## ABOUT THIS EXERCISE
All entries are to be retyped without alteration.

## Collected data

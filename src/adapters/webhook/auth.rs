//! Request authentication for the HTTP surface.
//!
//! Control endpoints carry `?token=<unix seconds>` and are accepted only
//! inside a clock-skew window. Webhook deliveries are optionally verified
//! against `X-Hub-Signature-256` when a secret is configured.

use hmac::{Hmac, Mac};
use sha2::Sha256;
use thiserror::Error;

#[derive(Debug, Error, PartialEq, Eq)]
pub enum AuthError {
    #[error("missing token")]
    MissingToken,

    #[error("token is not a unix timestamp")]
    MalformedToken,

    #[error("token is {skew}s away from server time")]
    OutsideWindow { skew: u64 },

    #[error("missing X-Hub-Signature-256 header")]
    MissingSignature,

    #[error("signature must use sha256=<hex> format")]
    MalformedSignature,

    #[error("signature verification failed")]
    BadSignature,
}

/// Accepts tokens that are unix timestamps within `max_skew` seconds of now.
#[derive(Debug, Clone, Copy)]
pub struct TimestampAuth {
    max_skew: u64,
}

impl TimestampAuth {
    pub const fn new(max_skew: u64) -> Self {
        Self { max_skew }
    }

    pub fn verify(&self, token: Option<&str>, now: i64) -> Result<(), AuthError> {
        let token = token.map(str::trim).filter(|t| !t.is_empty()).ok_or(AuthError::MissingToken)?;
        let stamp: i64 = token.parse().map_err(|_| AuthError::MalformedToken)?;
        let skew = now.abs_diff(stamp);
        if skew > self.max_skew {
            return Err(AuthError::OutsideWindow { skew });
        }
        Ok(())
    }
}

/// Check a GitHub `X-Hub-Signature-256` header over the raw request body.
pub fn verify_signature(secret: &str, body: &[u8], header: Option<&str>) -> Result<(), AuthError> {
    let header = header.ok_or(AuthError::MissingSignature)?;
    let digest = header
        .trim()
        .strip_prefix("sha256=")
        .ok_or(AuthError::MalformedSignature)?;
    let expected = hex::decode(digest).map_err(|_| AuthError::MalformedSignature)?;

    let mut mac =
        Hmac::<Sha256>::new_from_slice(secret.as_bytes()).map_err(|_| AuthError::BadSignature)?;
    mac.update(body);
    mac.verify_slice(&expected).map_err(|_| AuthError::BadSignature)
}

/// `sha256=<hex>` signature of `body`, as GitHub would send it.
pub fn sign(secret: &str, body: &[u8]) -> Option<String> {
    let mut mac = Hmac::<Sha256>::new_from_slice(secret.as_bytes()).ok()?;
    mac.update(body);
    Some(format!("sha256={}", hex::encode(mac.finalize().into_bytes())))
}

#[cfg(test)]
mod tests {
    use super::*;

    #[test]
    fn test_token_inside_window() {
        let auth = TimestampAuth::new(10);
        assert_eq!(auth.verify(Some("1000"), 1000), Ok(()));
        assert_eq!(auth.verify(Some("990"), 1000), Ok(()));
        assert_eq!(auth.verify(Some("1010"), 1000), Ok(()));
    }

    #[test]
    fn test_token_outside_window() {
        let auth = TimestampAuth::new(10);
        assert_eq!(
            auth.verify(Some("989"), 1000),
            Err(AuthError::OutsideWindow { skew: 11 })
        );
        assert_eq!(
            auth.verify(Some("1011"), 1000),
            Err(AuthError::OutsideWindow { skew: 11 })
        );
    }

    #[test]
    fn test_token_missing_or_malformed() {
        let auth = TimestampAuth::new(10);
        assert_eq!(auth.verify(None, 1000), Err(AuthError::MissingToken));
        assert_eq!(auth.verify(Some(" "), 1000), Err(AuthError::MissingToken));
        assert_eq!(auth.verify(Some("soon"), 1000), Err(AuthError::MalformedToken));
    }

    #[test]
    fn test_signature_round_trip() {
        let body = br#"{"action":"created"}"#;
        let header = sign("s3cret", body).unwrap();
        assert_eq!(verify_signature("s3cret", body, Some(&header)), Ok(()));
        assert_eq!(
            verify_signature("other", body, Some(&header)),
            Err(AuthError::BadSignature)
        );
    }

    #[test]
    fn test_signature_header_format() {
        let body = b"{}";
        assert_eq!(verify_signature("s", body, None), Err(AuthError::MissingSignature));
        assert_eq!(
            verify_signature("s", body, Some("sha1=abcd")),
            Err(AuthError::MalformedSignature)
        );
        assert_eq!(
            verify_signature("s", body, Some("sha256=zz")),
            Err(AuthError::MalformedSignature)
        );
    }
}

## WRITTEN RESPONSE
filename src/adapters/webhook/auth.rs
//! Request authentication for the HTTP surface.
//!
//! Control endpoints carry `?token=<unix seconds>` and are accepted only
//! inside a clock-skew window. Webhook deliveries are optionally verified
//! against `X-Hub-Signature-256` when a secret is configured.

use hmac::{Hmac, Mac};
use sha2::Sha256;
use thiserror::Error;

#[derive(Debug, Error, PartialEq, Eq)]
pub enum AuthError {
    #[error("missing token")]
    MissingToken,

    #[error("token is not a unix timestamp")]
    MalformedToken,

    #[error("token is {skew}s away from server time")]
    OutsideWindow { skew: u64 },

    #[error("missing X-Hub-Signature-256 header")]
    MissingSignature,

    #[error("signature must use sha256=<hex> format")]
    MalformedSignature,

    #[error("signature verification failed")]
    BadSignature,
}

/// Accepts tokens that are unix timestamps within `max_skew` seconds of now.
#[derive(Debug, Clone, Copy)]
pub struct TimestampAuth {
    max_skew: u64,
}

impl TimestampAuth {
    pub const fn new(max_skew: u64) -> Self {
        Self { max_skew }
    }

    pub fn verify(&self, token: Option<&str>, now: i64) -> Result<(), AuthError> {
        let token = token.map(str::trim).filter(|t| !t.is_empty()).ok_or(AuthError::MissingToken)?;
        let stamp: i64 = token.parse().map_err(|_| AuthError::MalformedToken)?;
        let skew = now.abs_diff(stamp);
        if skew > self.max_skew {
            return Err(AuthError::OutsideWindow { skew });
        }
        Ok(())
    }
}

/// Check a GitHub `X-Hub-Signature-256` header over the raw request body.
pub fn verify_signature(secret: &str, body: &[u8], header: Option<&str>) -> Result<(), AuthError> {
    let header = header.ok_or(AuthError::MissingSignature)?;
    let digest = header
        .trim()
        .strip_prefix("sha256=")
        .ok_or(AuthError::MalformedSignature)?;
    let expected = hex::decode(digest).map_err(|_| AuthError::MalformedSignature)?;

    let mut mac =
        Hmac::<Sha256>::new_from_slice(secret.as_bytes()).map_err(|_| AuthError::BadSignature)?;
    mac.update(body);
    mac.verify_slice(&expected).map_err(|_| AuthError::BadSignature)
}

/// `sha256=<hex>` signature of `body`, as GitHub would send it.
pub fn sign(secret: &str, body: &[u8]) -> Option<String> {
    let mut mac = Hmac::<Sha256>::new_from_slice(secret.as_bytes()).ok()?;
    mac.update(body);
    Some(format!("sha256={}", hex::encode(mac.finalize().into_bytes())))
}

#[cfg(test)]
mod tests {
    use super::*;

    #[test]
    fn test_token_inside_window() {
        let auth = TimestampAuth::new(10);
        assert_eq!(auth.verify(Some("1000"), 1000), Ok(()));
        assert_eq!(auth.verify(Some("990"), 1000), Ok(()));
        assert_eq!(auth.verify(Some("1010"), 1000), Ok(()));
    }

    #[test]
    fn test_token_outside_window() {
        let auth = TimestampAuth::new(10);
        assert_eq!(
            auth.verify(Some("989"), 1000),
            Err(AuthError::OutsideWindow { skew: 11 })
        );
        assert_eq!(
            auth.verify(Some("1011"), 1000),
            Err(AuthError::OutsideWindow { skew: 11 })
        );
    }

    #[test]
    fn test_token_missing_or_malformed() {
        let auth = TimestampAuth::new(10);
        assert_eq!(auth.verify(None, 1000), Err(AuthError::MissingToken));
        assert_eq!(auth.verify(Some(" "), 1000), Err(AuthError::MissingToken));
        assert_eq!(auth.verify(Some("soon"), 1000), Err(AuthError::MalformedToken));
    }

    #[test]
    fn test_signature_round_trip() {
        let body = br#"{"action":"created"}"#;
        let header = sign("s3cret", body).unwrap();
        assert_eq!(verify_signature("s3cret", body, Some(&header)), Ok(()));
        assert_eq!(
            verify_signature("other", body, Some(&header)),
            Err(AuthError::BadSignature)
        );
    }

    #[test]
    fn test_signature_header_format() {
        let body = b"{}";
        assert_eq!(verify_signature("s", body, None), Err(AuthError::MissingSignature));
        assert_eq!(
            verify_signature("s", body, Some("sha1=abcd")),
            Err(AuthError::MalformedSignature)
        );
        assert_eq!(
            verify_signature("s", body, Some("sha256=zz")),
            Err(AuthError::MalformedSignature)
        );
    }
}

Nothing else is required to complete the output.